The knower and the known seems analogous to your questioner and questioned.

In any case, your approach seems to be essentially an idealist position, no?

"The category is artificial--which means that to ascribe a mode of being independent of our relations to it, i.e. to make it independent, requires conjuring up yet another object (with appropriate "tangibility") to measure its "presense" in a more accurate "sense." This externalized intuition of our own interactivity we pretend existed without our need to use it (i.e. to measure and weigh) and we convince ourselves that such extensions into reality stand alone without any need to conjure yet more objects (finer measuring devices, tools) for which to divide what is already fixed artificially in our "world.""

 
@Constance I think it was you who recently posted a link to a paper perhaps titled "phenomenology and the Hard Problem." however now I can't seem to find the link.

Maybe it was @smcder who posted the link?
 
(1) Substance is a category for which between a person (or sentient) and its "object," can discern "tangibility" from it's own ability to interact with the same.
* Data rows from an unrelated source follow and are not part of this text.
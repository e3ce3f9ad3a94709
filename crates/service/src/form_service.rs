use std::collections::BTreeMap;
use std::sync::Arc;

use configs::ImagingConfig;
use serde::{Deserialize, Serialize};
use thiserror::Error;
use tracing::{debug, info, instrument};

use crate::choices::ChoiceSource;
use crate::errors::ServiceError;
use crate::features::{self, ExpandedFeature};
use crate::forms::{
    Choice, ExtraRepo, ExtraRepoForm, ExtraRepoInput, ExtraTokensForm, FormErrors, Formset, FormsetErrors,
    FormsetSchema, ImageJob, ImageJobChoices, ImageJobForm, ImageJobInput, SearchForm, SearchInput,
    SearchQuery, TagForm, TagInput, TagList, TokenValues,
};
use crate::templates;

/// A full job submission: the job form plus both formsets.
#[derive(Debug, Clone, Default, Deserialize, Serialize)]
#[serde(default)]
pub struct JobSubmission {
    pub job: ImageJobInput,
    pub extra_repos: Vec<ExtraRepoInput>,
    pub extra_tokens: Vec<TokenValues>,
}

/// A cleaned job submission, ready to hand to a build backend.
#[derive(Debug, Clone, PartialEq, Eq, Serialize)]
pub struct JobRequest {
    pub job: ImageJob,
    pub extra_repos: Vec<ExtraRepo>,
    /// Token values merged across token forms; later forms win.
    pub tokens: BTreeMap<String, String>,
}

#[derive(Debug, Clone, Default, PartialEq, Eq, Serialize)]
pub struct JobFormErrors {
    #[serde(skip_serializing_if = "FormErrors::is_empty")]
    pub job: FormErrors,
    #[serde(skip_serializing_if = "FormsetErrors::is_empty")]
    pub extra_repos: FormsetErrors,
    #[serde(skip_serializing_if = "FormsetErrors::is_empty")]
    pub extra_tokens: FormsetErrors,
}

impl JobFormErrors {
    pub fn is_empty(&self) -> bool {
        self.job.is_empty() && self.extra_repos.is_empty() && self.extra_tokens.is_empty()
    }
}

#[derive(Debug, Error)]
pub enum SubmitError {
    #[error("submission did not validate")]
    Invalid(JobFormErrors),
    #[error(transparent)]
    Service(#[from] ServiceError),
}

/// Schemas of everything the job page renders.
#[derive(Debug, Clone, Serialize)]
pub struct JobFormSchema {
    pub job: crate::forms::FormSchema,
    pub extra_repos: FormsetSchema,
    pub extra_tokens: FormsetSchema,
}

/// Builds forms from current choices and validates submissions,
/// independent of the web framework.
pub struct FormService<R: ChoiceSource + ?Sized> {
    source: Arc<R>,
    cfg: ImagingConfig,
}

impl<R: ChoiceSource + ?Sized> FormService<R> {
    pub fn new(source: Arc<R>, cfg: ImagingConfig) -> Self { Self { source, cfg } }

    /// Job form with choices read now from disk and the store.
    ///
    /// # Examples
    /// ```
    /// use service::choices::repository::mock::MockChoiceSource;
    /// use service::form_service::FormService;
    /// use std::sync::Arc;
    /// let source = Arc::new(MockChoiceSource::default().with_archs(&["i586"]).with_image_types(&["raw"]));
    /// let svc = FormService::new(source, configs::ImagingConfig::default());
    /// let form = tokio_test::block_on(svc.image_job_form()).unwrap();
    /// assert_eq!(form.fields()[0].name, "imagetype");
    /// ```
    #[instrument(skip(self), fields(features_dir = %self.cfg.features_dir, templates_dir = %self.cfg.templates_dir))]
    pub async fn image_job_form(&self) -> Result<ImageJobForm, ServiceError> {
        let templates = templates::list_templates(&self.cfg.templates_dir)?;
        let features = features::load_features(&self.cfg.features_dir)?;
        let archs = self.source.archs().await?;
        let image_types = self.source.image_types().await?;
        debug!(templates = templates.len(), archs = archs.len(), image_types = image_types.len(), "job form choices loaded");
        let choices = ImageJobChoices { image_types, archs, templates, features };
        Ok(ImageJobForm::new(choices, self.cfg.notify_enabled, self.cfg.testing_enabled))
    }

    pub async fn extra_repo_form(&self) -> Result<Formset<ExtraRepoForm>, ServiceError> {
        let services = self.source.build_services().await?;
        Ok(Formset::new(ExtraRepoForm::new(&services)))
    }

    pub async fn extra_tokens_form(&self) -> Result<Formset<ExtraTokensForm>, ServiceError> {
        let tokens = self.source.tokens().await?;
        Ok(Formset::new(ExtraTokensForm::new(&tokens)))
    }

    pub async fn job_form_schema(&self) -> Result<JobFormSchema, ServiceError> {
        Ok(JobFormSchema {
            job: self.image_job_form().await?.schema(),
            extra_repos: self.extra_repo_form().await?.schema(),
            extra_tokens: self.extra_tokens_form().await?.schema(),
        })
    }

    /// Validate the job form and both formsets together.
    #[instrument(skip(self, submission), fields(extra_repos = submission.extra_repos.len(), extra_tokens = submission.extra_tokens.len()))]
    pub async fn submit_job(&self, submission: &JobSubmission) -> Result<JobRequest, SubmitError> {
        let job_form = self.image_job_form().await?;
        let repos = self.extra_repo_form().await?;
        let tokens = self.extra_tokens_form().await?;

        let mut errors = JobFormErrors::default();
        let job = job_form.clean(&submission.job).map_err(|e| errors.job = e).ok();
        let extra_repos = repos.clean(&submission.extra_repos).map_err(|e| errors.extra_repos = e).ok();
        let token_sets = tokens.clean(&submission.extra_tokens).map_err(|e| errors.extra_tokens = e).ok();

        match (job, extra_repos, token_sets) {
            (Some(job), Some(extra_repos), Some(token_sets)) if errors.is_empty() => {
                let tokens = token_sets.into_iter().flatten().collect();
                info!(imagetype = %job.imagetype, architecture = %job.architecture, template = ?job.template, "job submission valid");
                Ok(JobRequest { job, extra_repos, tokens })
            }
            _ => {
                info!(
                    job_errors = !errors.job.is_empty(),
                    repo_errors = !errors.extra_repos.is_empty(),
                    token_errors = !errors.extra_tokens.is_empty(),
                    "job submission rejected"
                );
                Err(SubmitError::Invalid(errors))
            }
        }
    }

    pub fn clean_tags(&self, input: &TagInput) -> Result<TagList, FormErrors> {
        TagForm::default().clean(input)
    }

    pub fn clean_search(&self, input: &SearchInput) -> Result<SearchQuery, FormErrors> {
        SearchForm::default().clean(input)
    }

    pub fn list_features(&self) -> Result<Vec<Choice>, ServiceError> {
        Ok(features::load_features(&self.cfg.features_dir)?.list())
    }

    /// Expansion of one feature; names not offered as features are not found.
    pub fn expand_feature(&self, name: &str) -> Result<ExpandedFeature, ServiceError> {
        let set = features::load_features(&self.cfg.features_dir)?;
        if name == features::REPOSITORIES_SECTION || !set.has_section(name) {
            return Err(ServiceError::not_found(&format!("feature {name}")));
        }
        Ok(set.expand(name)?)
    }
}

#[cfg(test)]
mod tests {
    use super::*;
    use crate::choices::repository::mock::MockChoiceSource;
    use crate::forms::field::NON_FIELD_ERRORS;
    use crate::forms::extra_repos::MSG_OBS_WITHOUT_REPO;
    use crate::test_support::fixture_dir;

    const FEATURES: &str = "[repositories]\ncore = http://repo/core\n[devel]\npattern = devel\nrepos = core\n";

    fn service(notify: bool) -> (Arc<MockChoiceSource>, FormService<MockChoiceSource>) {
        let features = fixture_dir(&[("base.feature", FEATURES)]);
        let templates = fixture_dir(&[("handset.ks", "# DisplayName: Handset\n")]);
        let cfg = ImagingConfig {
            features_dir: features.display().to_string(),
            templates_dir: templates.display().to_string(),
            notify_enabled: notify,
            testing_enabled: false,
        };
        let source = Arc::new(
            MockChoiceSource::default()
                .with_image_types(&["raw", "livecd"])
                .with_archs(&["i586"])
                .with_build_service("Public OBS", "https://api.opensuse.org")
                .with_token("RELEASE", "1.0", "Release"),
        );
        (source.clone(), FormService::new(source, cfg))
    }

    fn submission() -> JobSubmission {
        JobSubmission {
            job: ImageJobInput {
                imagetype: Some("raw".into()),
                architecture: Some("i586".into()),
                template: Some("handset.ks".into()),
                features: vec!["devel".into()],
                ..Default::default()
            },
            extra_repos: vec![ExtraRepoInput {
                obs: Some("https://api.opensuse.org".into()),
                project: Some("home:user".into()),
                repo: Some("latest_i486".into()),
            }],
            extra_tokens: vec![[("RELEASE".to_string(), "2.0".to_string())].into_iter().collect()],
        }
    }

    #[tokio::test]
    async fn valid_submission_is_cleaned() {
        let (_, svc) = service(false);
        let req = svc.submit_job(&submission()).await.unwrap();
        assert_eq!(req.job.template.as_deref(), Some("handset.ks"));
        assert_eq!(req.extra_repos.len(), 1);
        assert_eq!(req.tokens.get("RELEASE").map(String::as_str), Some("2.0"));
        assert!(req.job.features[0].repos.contains("http://repo/core"));
    }

    #[tokio::test]
    async fn errors_collected_from_all_parts() {
        let (_, svc) = service(false);
        let mut sub = submission();
        sub.job.ksfile = Some(crate::forms::UploadedFile { name: "x.ks".into(), content: "lang".into() });
        sub.extra_repos[0].repo = None;
        let Err(SubmitError::Invalid(errors)) = svc.submit_job(&sub).await else {
            panic!("expected validation failure");
        };
        assert!(!errors.job.get(NON_FIELD_ERRORS).is_empty());
        assert_eq!(errors.extra_repos.forms[&0].non_field(), [MSG_OBS_WITHOUT_REPO.to_string()]);
        assert!(errors.extra_tokens.is_empty());
    }

    #[tokio::test]
    async fn choices_reflect_rows_at_construction_time() {
        let (source, svc) = service(false);
        let mut sub = submission();
        sub.job.architecture = Some("armv7hl".into());
        assert!(matches!(svc.submit_job(&sub).await, Err(SubmitError::Invalid(_))));
        source.push_arch("armv7hl");
        assert!(svc.submit_job(&sub).await.is_ok());
    }

    #[tokio::test]
    async fn schema_contains_notify_fields_when_enabled() {
        let (_, svc) = service(true);
        let schema = svc.job_form_schema().await.unwrap();
        assert!(schema.job.fields.iter().any(|f| f.name == "email"));
        assert_eq!(schema.extra_repos.extra, 1);
        assert_eq!(schema.extra_tokens.fields[0].name, "RELEASE");
    }

    #[test]
    fn tag_and_search_cleaning() {
        let (_, svc) = service(false);
        let tags = svc.clean_tags(&TagInput { tags: Some("nightly, \"rc 1\"".into()) }).unwrap();
        assert_eq!(tags.tags, vec!["nightly", "rc 1"]);
        let err = svc.clean_search(&SearchInput { searchterm: Some("  ".into()) }).unwrap_err();
        assert!(err.has("searchterm"));
    }

    #[test]
    fn feature_lookup() {
        let (_, svc) = service(false);
        assert_eq!(svc.list_features().unwrap(), vec![Choice::new("devel", "devel")]);
        assert!(svc.expand_feature("devel").is_ok());
        assert!(matches!(svc.expand_feature("repositories"), Err(ServiceError::NotFound(_))));
        assert!(matches!(svc.expand_feature("ghost"), Err(ServiceError::NotFound(_))));
    }
}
The intent is to show that somehow these relations exist independent of the special interactions required to "bring it up into being." We use the word to try to excise (or what Heidegger called "de-worlding") its being from the necessary relations (for us) which we had already found without noticing. The category is artificial--which means that to ascribe a mode of being independent of our relations to it, i.e. to make it independent, requires conjuring up yet another object (with appropriate "tangibility") to measure its "presense" in a more accurate "sense." This externalized intuition of our own interactivity we pretend existed without our need to use it (i.e. to measure and weigh) and we convince ourselves that such extensions into reality stand alone without any need to conjure yet more objects (finer measuring devices, tools) for which to divide what is already fixed artificially in our "world."

(2) The method we use cut our space of experience into "ourselves," "tools" and "not-ourselves" --- this methodical dualism is just as artificial as the very categories we are trying to interrogate. The fundamental relation is that of "questioner of being" and "being that is questioned" -- which leads to something we "experience" as consciousness. This is how "things" become "thinks" (Alan Watts).

(3) The above problems are what I mean by the "spectre of substance" since it is our own (but yet they themselves "seem" to be objects). By "objects" I mean anything that causes our bodies to actively interrogate what we consider to be. We forget the the very foundation of being lies in our ability to raise these apparitions and treat them as substances.

I could delve more into this by citing isomorphic arguments for the world as idea (Berkeley) vs that of matter...but I think we can probably work it out ourselves by looking at a dictionary definition of "substance" and working out the presumptions.

@Soupie

"I could delve more into this by citing isomorphic arguments for the world as idea (Berkeley) vs that of matter..."

I think @Michael Allen and I are saying something similar here.
 
@smcder I read this a few days ago. I found it helpful.

However I'm still not sure I grok the phenomenologist approach to perception.

Section 2 of the above paper was unclear to me. I'm not sure if a) I'm not understanding the approach or 2) I simply disagree with the approach.

Can we discuss section 2 in regard to perception.

My main question is: does the approach to perception outlined in section 2 contradict the approach to perception outlined by Strawson's in the paper we all read and discussed a while back.

That is, that perception by an organism entails some physiological change X1 when organism interacts with external stimulus X.

If I need to be more clear, I will try.